Oh, la belle balle

24/06/2019

La consigne: Rédaction d'une scène comportant "Un objet (une balle par exemple),  lancée puis stoppée par un personnage qu'on découvrira décrit de bas en haut". Choisir un point de vue. Ajouter une caractérisation du personnage.

Temps imparti: 20 minutes

J'aurais pu m'appeler Charles-Édouard ou Pierre-Hubert, mais on me nomme La Balle, en toute simplicité. Si j'en crois la définition wikipédesque, je suis un objet sphérique (quoique sur ce point, je reste sceptique), utilisé comme matériel de sport et de loisir. Exemple, balle de tennis, de football, de ping-pong, etc...

Là encore, un distinguo s'impose. Je n'ai rien à voir avec une vulgaire baballe en peau de bestiole ou une bouboule thermoformée. Nous ne sommes pas faits du même métal.
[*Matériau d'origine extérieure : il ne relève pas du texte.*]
//! Route table facade.
//!
//! Routes arrive from the control plane fully decoded; the table resolves
//! them by `(route id, authorization, predicate)` in registration order,
//! the way the host's route manager does.

/// Which side of the TLS exchange this route terminates.
#[derive(Debug, Clone, Copy, PartialEq, Eq)]
pub enum RouteKind {
    /// Decrypt inbound network streams toward an application target.
    Server,
    /// Encrypt application streams toward a remote network target.
    Client,
}

/// TLS route extension: which store context to use and the SNI/ALPN
/// constraints this route matches.
#[derive(Debug, Clone, Default, PartialEq, Eq)]
pub struct TlsRouteEx {
    pub store: Option<String>,
    pub hostname: Option<String>,
    pub application_protocol: Option<String>,
}

/// One registered route.
#[derive(Debug, Clone)]
pub struct Route {
    pub route_id: u64,
    pub kind: RouteKind,
    pub local_address: String,
    pub remote_address: String,
    pub extension: TlsRouteEx,
}

/// Registration-ordered route table.
#[derive(Default)]
pub struct RouteTable {
    routes: Vec<Route>,
}

impl RouteTable {
    pub fn new() -> Self {
        Self::default()
    }

    /// `route_id` must be unique within the module.
    pub fn insert(&mut self, route: Route) -> bool {
        if self.routes.iter().any(|r| r.route_id == route.route_id) {
            return false;
        }
        self.routes.push(route);
        true
    }

    pub fn remove(&mut self, route_id: u64) -> Option<Route> {
        let pos = self.routes.iter().position(|r| r.route_id == route_id)?;
        Some(self.routes.remove(pos))
    }

    pub fn get(&self, route_id: u64) -> Option<&Route> {
        self.routes.iter().find(|r| r.route_id == route_id)
    }

    /// First route of `kind` satisfying `predicate`, in registration
    /// order.  The authorization value is carried for parity with the
    /// host's resolver; this module applies no authorization filtering
    /// itself.
    pub fn resolve(
        &self,
        kind: RouteKind,
        _authorization: u64,
        predicate: impl Fn(&Route) -> bool,
    ) -> Option<&Route> {
        self.routes
            .iter()
            .find(|r| r.kind == kind && predicate(r))
    }
}

/// Route predicate for TLS handshake completion: the route matches when
/// each constraint it carries equals the negotiated value.
pub(crate) fn matches_session(
    route: &Route,
    hostname: Option<&str>,
    application_protocol: Option<&str>,
) -> bool {
    let ex = &route.extension;
    (ex.hostname.is_none() || ex.hostname.as_deref() == hostname)
        && (ex.application_protocol.is_none()
            || ex.application_protocol.as_deref() == application_protocol)
}

/// Route predicate for ALPN selection: the route's protocol (if any) must
/// be among the protocols the client offered.
pub(crate) fn matches_client_hello(
    route: &Route,
    hostname: Option<&str>,
    offered: &[String],
) -> bool {
    let ex = &route.extension;
    (ex.hostname.is_none() || ex.hostname.as_deref() == hostname)
        && match ex.application_protocol.as_deref() {
            None => true,
            Some(p) => offered.iter().any(|o| o == p),
        }
}

#[cfg(test)]
mod tests {
    use super::*;

    fn route(id: u64, hostname: Option<&str>, protocol: Option<&str>) -> Route {
        Route {
            route_id: id,
            kind: RouteKind::Server,
            local_address: "net#0".into(),
            remote_address: "app#0".into(),
            extension: TlsRouteEx {
                store: None,
                hostname: hostname.map(String::from),
                application_protocol: protocol.map(String::from),
            },
        }
    }

    #[test]
    fn duplicate_route_id_rejected() {
        let mut table = RouteTable::new();
        assert!(table.insert(route(7, None, None)));
        assert!(!table.insert(route(7, Some("x"), None)));
    }

    #[test]
    fn resolve_in_registration_order() {
        let mut table = RouteTable::new();
        table.insert(route(1, Some("a.example"), None));
        table.insert(route(2, None, None));

        let hit = table
            .resolve(RouteKind::Server, 0, |r| {
                matches_session(r, Some("b.example"), None)
            })
            .unwrap();
        assert_eq!(hit.route_id, 2);

        let hit = table
            .resolve(RouteKind::Server, 0, |r| {
                matches_session(r, Some("a.example"), None)
            })
            .unwrap();
        assert_eq!(hit.route_id, 1);
    }

    #[test]
    fn session_predicate_requires_protocol_equality() {
        let r = route(1, None, Some("http/1.1"));
        assert!(matches_session(&r, None, Some("http/1.1")));
        assert!(!matches_session(&r, None, Some("h2")));
        assert!(!matches_session(&r, None, None));
    }

    #[test]
    fn hello_predicate_checks_offered_list() {
        let r = route(1, Some("a.example"), Some("h2"));
        let offered = vec!["http/1.1".to_string(), "h2".to_string()];
        assert!(matches_client_hello(&r, Some("a.example"), &offered));
        assert!(!matches_client_hello(&r, Some("a.example"), &["http/1.1".to_string()]));
        assert!(!matches_client_hello(&r, Some("b.example"), &offered));
    }

    #[test]
    fn unconstrained_route_matches_anything() {
        let r = route(1, None, None);
        assert!(matches_session(&r, Some("whatever"), Some("h2")));
        assert!(matches_session(&r, None, None));
        assert!(matches_client_hello(&r, None, &[]));
    }
}
/// Where WINDOW/RESET for a stream we opened should go.
#[derive(Debug, Clone, Copy, PartialEq, Eq)]
pub(crate) enum Throttle {
    /// Network reply stream, owned by the handshake until the reply
    /// stream attaches.  `correlation_id` is set once FINISHED moved the
    /// handshake into the registry.
    HandshakeReply {
        network_id: u64,
        correlation_id: Option<u64>,
    },
    /// Application stream opened at FINISHED; window flows to the accept
    /// pump.
    AcceptApplication { network_id: u64 },
    /// Network reply stream after the reply attached.
    ReplyNetwork { reply_id: u64 },
}

/// Factory state the per-stream pumps borrow during one dispatch.
pub(crate) struct Shared<'f, E: TlsEngine> {
    pub network_pool: &'f mut SlotPool,
    pub application_pool: &'f mut SlotPool,
    pub throttles: &'f mut HashMap<u64, Throttle>,
    pub correlations: &'f mut HashMap<u64, Handshake<E>>,
    pub out_net: &'f mut Vec<u8>,
    pub out_app: &'f mut Vec<u8>,
}

pub(crate) struct ServerFactory<E: TlsEngine> {
    handshake_budget: i32,
    network_pool: SlotPool,
    application_pool: SlotPool,
    accepts: HashMap<u64, AcceptStream<E>>,
    replies: HashMap<u64, ReplyStream<E>>,
    throttles: HashMap<u64, Throttle>,
    correlations: HashMap<u64, Handshake<E>>,
    out_net: Vec<u8>,
    out_app: Vec<u8>,
}
#![no_main]

use libfuzzer_sys::fuzz_target;

fuzz_target!(|data: &[u8]| {
    // Fuzz stream message decode: should never panic on any input.
    // It may return Ok or Err, but must not panic.
    if let Ok(msg) = milli_tls::frame::Message::decode(data) {
        // A decoded message must re-encode to something that decodes to
        // the same value.
        let bytes = msg.encode();
        let again = milli_tls::frame::Message::decode(&bytes).unwrap();
        assert_eq!(msg, again);
    }
});
//! Per-dispatch view of the host facilities the record pumps consume.
//!
//! The module owns these collaborators; a `Host` borrows them disjointly
//! for the duration of one message dispatch so stream state and shared
//! state never alias.

use std::collections::VecDeque;

use crate::counters::{add, Counters, RouteCounters};
use crate::exec::Executor;
use crate::frame::{Abort, Begin, Data, End, Message, Reset, Window};
use crate::ids::StreamIds;
use crate::route::RouteTable;

pub(crate) struct Host<'a> {
    pub routes: &'a RouteTable,
    pub ids: &'a mut dyn StreamIds,
    pub executor: &'a mut dyn Executor,
    pub counters: &'a mut Counters,
    pub out: &'a mut VecDeque<Vec<u8>>,
}

impl Host<'_> {
    /// Queue `msg` for the host, bumping the route's write accumulators.
    pub fn emit(&mut self, msg: Message) {
        let counters = RouteCounters::supply(self.counters, msg.route_id());
        add(&counters.frames_written, 1);
        if let Message::Data(data) = &msg {
            add(&counters.bytes_written, data.payload.len() as u64);
        }
        self.out.push_back(msg.encode());
    }

    pub fn do_begin(
        &mut self,
        route_id: u64,
        stream_id: u64,
        trace_id: u64,
        authorization: u64,
        correlation_id: u64,
        extension: Vec<u8>,
    ) {
        self.emit(Message::Begin(Begin {
            route_id,
            stream_id,
            trace_id,
            authorization,
            correlation_id,
            extension,
        }));
    }

    pub fn do_data(
        &mut self,
        route_id: u64,
        stream_id: u64,
        trace_id: u64,
        padding: i32,
        authorization: u64,
        payload: &[u8],
    ) {
        self.emit(Message::Data(Data {
            route_id,
            stream_id,
            trace_id,
            authorization,
            group_id: 0,
            padding,
            payload: payload.to_vec(),
        }));
    }

    pub fn do_end(&mut self, route_id: u64, stream_id: u64, trace_id: u64, authorization: u64) {
        self.emit(Message::End(End {
            route_id,
            stream_id,
            trace_id,
            authorization,
        }));
    }

    pub fn do_abort(&mut self, route_id: u64, stream_id: u64, trace_id: u64, authorization: u64) {
        self.emit(Message::Abort(Abort {
            route_id,
            stream_id,
            trace_id,
            authorization,
        }));
    }

    pub fn do_window(
        &mut self,
        route_id: u64,
        stream_id: u64,
        trace_id: u64,
        credit: i32,
        padding: i32,
    ) {
        self.emit(Message::Window(Window {
            route_id,
            stream_id,
            trace_id,
            credit,
            padding,
            group_id: 0,
        }));
    }

    pub fn do_reset(&mut self, route_id: u64, stream_id: u64, trace_id: u64) {
        self.emit(Message::Reset(Reset {
            route_id,
            stream_id,
            trace_id,
        }));
    }
}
Je suis une bille d'acier, une bastos, un pruneau, une cartouche de beau calibre. D'un Colt 45, en l'occurrence. Un bel objet, en vérité: crosse en ivoire, tube argenté et silencieux adapté.

C'est ce petit détail, si anodin en apparence, qui fait que l'autre abruti en face n'a rien vu venir. Tout juste a-t-il entendu le bang qui a précédé mon envol, c'était déjà trop tard. Une petite seconde à peine et je faisais corps avec ce triste guignol au teint blême. Une seconde dans la vie d'un homme, c'est court. Surtout, celle qui précède son trépas.

Mais je vois bien que vous peinez à visualiser la scène, je vous la rejoue au ralenti.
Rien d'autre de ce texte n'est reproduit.